Rekontruksi Adab Dalam Berbeda Pendapat
(Nuansa Diskusi Para Salaf)
Berbeda pendapat itu hal biasa dikalangan ulama', yang saya maksud adalah beda pendapat dalam perkara furu’ (cabang) di mana suatu perkara itu masih diperselisihkan. Bukan dalam perkara yang telah disepakati oleh para ulama, karena menyelisihi dalam hal ini dinilai tercela.
Ibnu Taimiyah menjelaskan tentang karakteristik perbedaan pendapat dikalangan para ulama' salaf,
وقد كان العلماء من الصحابة والتابعين ومن بعدهم إذا تنازعوا في الأمر اتبعوا أمر الله تعالى في قوله:
فَإِن تَنَٰزَعْتُمْ فِى شَىْءٍ فَرُدُّوهُ إِلَى ٱللَّهِ وَٱلرَّسُولِ إِن كُنتُمْ تُؤْمِنُونَ بِٱللَّهِ وَٱلْيَوْمِ ٱلْءَاخِرِ ۚ ذَٰلِكَ خَيْرٌ وَأَحْسَنُ تَأْوِيلًا ﴿٥٩﴾
وكانو يتناظرون في المسألة مناظرة مشاورة ومناصحة، وربما اختلف قولهم في المسألة العلمية العملية مع بقاء الألفة والعصمة. نعم، من خالف الكتاب المستبين والسنة المستفيضة، أو ما أجمع عليه سلف الأمة خلافا لا يعذر فيه، فهذا يعامل بما يعامل به أهل البدعة.
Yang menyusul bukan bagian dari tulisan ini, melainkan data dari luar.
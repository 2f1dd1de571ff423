//! Request and response types for Tombola's HTTP surface.

use std::fmt;

use serde::{Deserialize, Serialize};
use serde_json::Value;

use crate::Params;

/// Room used when a request names none (or only whitespace).
pub const DEFAULT_ROOM: &str = "demo";

// ---------------------------------------------------------------------------
// RoomKey
// ---------------------------------------------------------------------------

/// Identifies one isolated game instance.
///
/// Always non-empty and trimmed: [`RoomKey::parse`] falls back to
/// [`DEFAULT_ROOM`] for absent or blank input. Serialized as a plain
/// string.
#[derive(Debug, Clone, PartialEq, Eq, Hash, PartialOrd, Ord, Serialize, Deserialize)]
#[serde(transparent)]
pub struct RoomKey(String);

impl RoomKey {
    /// Parses a room key from raw client input.
    pub fn parse(raw: Option<&str>) -> Self {
        match raw.map(str::trim) {
            Some(key) if !key.is_empty() => Self(key.to_string()),
            _ => Self::default(),
        }
    }

    /// Returns the key as a string slice.
    pub fn as_str(&self) -> &str {
        &self.0
    }
}

impl Default for RoomKey {
    fn default() -> Self {
        Self(DEFAULT_ROOM.to_string())
    }
}

impl fmt::Display for RoomKey {
    fn fmt(&self, f: &mut fmt::Formatter<'_>) -> fmt::Result {
        f.write_str(&self.0)
    }
}

// ---------------------------------------------------------------------------
// ActionRequest
// ---------------------------------------------------------------------------

/// A client's request to change a room.
///
/// The body is a flat JSON object: `room` and `action` sit next to the
/// action's own parameters (`n`, `k`, `prize`, `names`, ...).
///
/// ```json
/// { "room": "office", "action": "generate", "n": 30, "k": 3 }
/// ```
#[derive(Debug, Clone, PartialEq)]
pub struct ActionRequest {
    /// Target room.
    pub room: RoomKey,
    /// The action label. `None` when the body carried no string `action`.
    pub action: Option<String>,
    /// Every field of the body, including `room` and `action`.
    pub params: Params,
}

impl ActionRequest {
    /// Builds a request from a parsed JSON body.
    pub fn from_value(body: Value) -> Self {
        let params = Params::from_value(body);
        Self {
            room: RoomKey::parse(params.str("room")),
            action: params.str("action").map(str::to_string),
            params,
        }
    }

    /// Builds a request from raw body bytes.
    ///
    /// Never fails: a body that is not valid JSON is read as an empty
    /// object, which then names no action and is rejected downstream.
    pub fn from_json_bytes(body: &[u8]) -> Self {
        let value = serde_json::from_slice(body).unwrap_or(Value::Null);
        Self::from_value(value)
    }
}

// ---------------------------------------------------------------------------
// Reply
// ---------------------------------------------------------------------------

/// The JSON body of every response.
///
/// ```json
/// { "ok": true,  "state": { ... } }
/// { "ok": true,  "state": null }
/// { "ok": false, "error": "unsupported action: frobnicate" }
/// ```
///
/// `#[serde(untagged)]` picks the variant by shape. `Error` is listed
/// first because a missing `state` would otherwise decode as `None`.
#[derive(Debug, Clone, PartialEq, Serialize, Deserialize)]
#[serde(untagged)]
pub enum Reply<S> {
    /// The request was rejected or failed.
    Error { ok: bool, error: String },
    /// The request succeeded. `state` is `None` for a room that does
    /// not exist yet.
    State { ok: bool, state: Option<S> },
}

impl<S> Reply<S> {
    /// A successful reply carrying a room's state.
    pub fn state(state: Option<S>) -> Self {
        Self::State { ok: true, state }
    }

    /// A failed reply carrying a human-readable message.
    pub fn error(message: impl Into<String>) -> Self {
        Self::Error {
            ok: false,
            error: message.into(),
        }
    }

    /// Returns `true` for successful replies.
    pub fn is_ok(&self) -> bool {
        matches!(self, Self::State { ok: true, .. })
    }
}
use std::path::PathBuf;

use anyhow::Context;
use clap::Parser;
use tombola::{DEFAULT_BIND, ServerConfig, TombolaServer};
use tracing_subscriber::EnvFilter;

#[derive(Parser, Debug)]
#[command(author, version, about = "Serve Tombola rooms over HTTP", long_about = None)]
struct Args {
    /// Address to listen on.
    #[arg(short, long, env = "TOMBOLA_BIND", default_value = DEFAULT_BIND)]
    bind: String,

    /// JSON file to persist rooms in. Rooms are kept in memory if unset.
    #[arg(short, long, env = "TOMBOLA_DATA")]
    data: Option<PathBuf>,

    /// Create the default room when an unknown room is read.
    #[arg(long, env = "TOMBOLA_MATERIALIZE_ON_READ")]
    materialize_on_read: bool,
}

impl Args {
    fn into_config(self) -> ServerConfig {
        let config = ServerConfig::default()
            .with_bind(self.bind)
            .with_materialize_on_read(self.materialize_on_read);
        match self.data {
            Some(path) => config.with_data_path(path),
            None => config,
        }
    }
}

#[tokio::main]
async fn main() -> anyhow::Result<()> {
    let args = Args::parse();

    tracing_subscriber::fmt()
        .with_env_filter(
            EnvFilter::try_from_default_env().unwrap_or_else(|_| EnvFilter::new("info")),
        )
        .init();

    let config = args.into_config();
    let bind = config.bind.clone();
    let server = TombolaServer::builder()
        .config(config)
        .build()
        .await
        .with_context(|| format!("failed to start server on {bind}"))?;

    server.run().await.context("server error")?;
    Ok(())
}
Para ulama' dikalangan Sahâbat dan tabiîn dan setelahnya, jika mereka berbeda pendapat dalam suatu perkara maka mereka mengikuti perintah Allâh Azza wa Jalla:
" Jika kamu berlainan pendapat tentang sesuatu, maka kembalikanlah ia kepada Allâh (Al Qur'ân) dan Rasul (sunnahnya), jika kamu benar-benar beriman kepada Allâh dan hari kemudian. Yang demikian itu lebih utama (bagimu) dan lebih baik akibatnya."
[QS. An-Nisa': 59]
Jika mereka (para sahâbat) berdiskusi dalam suatu masalah, maka diskusi mereka adalah diskusi yang bernuansa musyawarah dan munâshahah (saling menasehati) (bukan nyinyir, ngényék dan saling menjatuhkan -pent). Mungkin saja pendapat mereka berbeda dalam suatu masalah ilmiah dan amaliyah, namun cinta, kasih sayang, serta kehormatan tetap ada.
Betul, bahwa siapapun yang menyelisihi tanpa udzur (dalil) Al-Qur'ân yang sudah jelas dan as-Sunnah yang mutawâtir, atau ijma' para salaf, maka yang semacam ini diperlakukan sebagaimana ahlul bid'ah.